(RECORDS TO PROCESS)

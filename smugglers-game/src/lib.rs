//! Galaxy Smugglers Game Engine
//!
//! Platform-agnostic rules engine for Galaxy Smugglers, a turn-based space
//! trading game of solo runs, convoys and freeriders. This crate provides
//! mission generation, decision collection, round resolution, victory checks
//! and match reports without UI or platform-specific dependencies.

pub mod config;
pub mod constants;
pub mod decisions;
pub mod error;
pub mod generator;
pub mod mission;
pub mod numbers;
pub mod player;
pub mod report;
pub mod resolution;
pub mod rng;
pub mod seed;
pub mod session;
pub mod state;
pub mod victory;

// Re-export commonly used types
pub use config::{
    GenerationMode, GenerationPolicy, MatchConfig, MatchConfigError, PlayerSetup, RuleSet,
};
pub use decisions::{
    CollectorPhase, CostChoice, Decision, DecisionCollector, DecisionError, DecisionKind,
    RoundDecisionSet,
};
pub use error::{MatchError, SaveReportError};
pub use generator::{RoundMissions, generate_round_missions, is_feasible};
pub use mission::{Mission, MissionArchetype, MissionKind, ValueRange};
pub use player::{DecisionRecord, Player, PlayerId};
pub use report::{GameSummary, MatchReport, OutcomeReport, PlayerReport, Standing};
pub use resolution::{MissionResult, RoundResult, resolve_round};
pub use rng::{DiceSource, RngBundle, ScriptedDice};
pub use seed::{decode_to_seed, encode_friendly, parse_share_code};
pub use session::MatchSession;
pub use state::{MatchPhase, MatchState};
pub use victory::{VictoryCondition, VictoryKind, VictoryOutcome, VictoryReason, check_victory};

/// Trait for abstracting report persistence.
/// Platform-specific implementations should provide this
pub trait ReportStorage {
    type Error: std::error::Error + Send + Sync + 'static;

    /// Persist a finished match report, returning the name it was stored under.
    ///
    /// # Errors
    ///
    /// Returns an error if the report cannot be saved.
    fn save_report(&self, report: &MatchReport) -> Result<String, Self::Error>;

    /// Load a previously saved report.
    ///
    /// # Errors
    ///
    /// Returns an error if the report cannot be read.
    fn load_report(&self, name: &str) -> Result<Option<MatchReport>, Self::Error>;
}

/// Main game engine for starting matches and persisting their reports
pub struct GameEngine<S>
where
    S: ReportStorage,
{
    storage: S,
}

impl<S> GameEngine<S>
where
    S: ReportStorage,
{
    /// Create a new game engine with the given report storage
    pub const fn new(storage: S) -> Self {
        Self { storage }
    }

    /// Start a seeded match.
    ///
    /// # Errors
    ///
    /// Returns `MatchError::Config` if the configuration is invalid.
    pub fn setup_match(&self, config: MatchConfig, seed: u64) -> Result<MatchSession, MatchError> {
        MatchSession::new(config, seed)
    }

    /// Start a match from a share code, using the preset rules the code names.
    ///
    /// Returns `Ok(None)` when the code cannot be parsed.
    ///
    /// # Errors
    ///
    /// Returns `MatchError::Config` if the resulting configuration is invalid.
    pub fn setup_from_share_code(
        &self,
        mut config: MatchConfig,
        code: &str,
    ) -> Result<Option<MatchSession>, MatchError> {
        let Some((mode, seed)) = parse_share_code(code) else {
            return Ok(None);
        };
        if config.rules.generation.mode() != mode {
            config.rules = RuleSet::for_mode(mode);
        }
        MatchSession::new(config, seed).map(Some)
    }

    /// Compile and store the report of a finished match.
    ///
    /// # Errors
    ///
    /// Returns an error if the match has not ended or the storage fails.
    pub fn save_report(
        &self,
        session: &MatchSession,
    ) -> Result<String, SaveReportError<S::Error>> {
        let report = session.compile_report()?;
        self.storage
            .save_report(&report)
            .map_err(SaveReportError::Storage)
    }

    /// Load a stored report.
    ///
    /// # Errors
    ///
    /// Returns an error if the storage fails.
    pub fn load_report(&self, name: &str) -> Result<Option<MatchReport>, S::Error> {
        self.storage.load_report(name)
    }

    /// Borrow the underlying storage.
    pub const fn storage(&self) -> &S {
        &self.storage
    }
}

(End RECORDS TO PROCESS)
(RECORDS TO PROCESS)

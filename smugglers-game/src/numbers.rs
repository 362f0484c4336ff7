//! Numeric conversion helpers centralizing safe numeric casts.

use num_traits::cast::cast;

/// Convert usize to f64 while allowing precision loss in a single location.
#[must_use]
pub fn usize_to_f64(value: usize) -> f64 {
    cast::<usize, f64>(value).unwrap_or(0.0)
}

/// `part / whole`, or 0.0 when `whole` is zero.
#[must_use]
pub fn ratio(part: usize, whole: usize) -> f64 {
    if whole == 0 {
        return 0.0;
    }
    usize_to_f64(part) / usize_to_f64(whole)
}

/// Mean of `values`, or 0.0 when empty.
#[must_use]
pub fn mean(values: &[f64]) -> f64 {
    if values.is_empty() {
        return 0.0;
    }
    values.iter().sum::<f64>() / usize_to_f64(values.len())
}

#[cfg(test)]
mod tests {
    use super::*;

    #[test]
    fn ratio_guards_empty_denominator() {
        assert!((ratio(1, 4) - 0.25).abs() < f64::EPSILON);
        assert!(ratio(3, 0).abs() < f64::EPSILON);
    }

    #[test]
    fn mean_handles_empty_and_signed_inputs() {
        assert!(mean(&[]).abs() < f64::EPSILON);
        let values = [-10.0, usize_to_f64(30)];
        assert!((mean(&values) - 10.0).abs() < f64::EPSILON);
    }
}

(End RECORDS TO PROCESS)

- [TASK INSTRUCTIONS]:
In the data above, start at the line that has "filename smugglers-game/src/lib.rs", stop after the line that has "This crate provides", and print every line in between exactly as it stands.

- [EXERCISE ANSWER]:
filename smugglers-game/src/lib.rs
//! Galaxy Smugglers Game Engine
//!
//! Platform-agnostic rules engine for Galaxy Smugglers, a turn-based space
//! trading game of solo runs, convoys and freeriders. This crate provides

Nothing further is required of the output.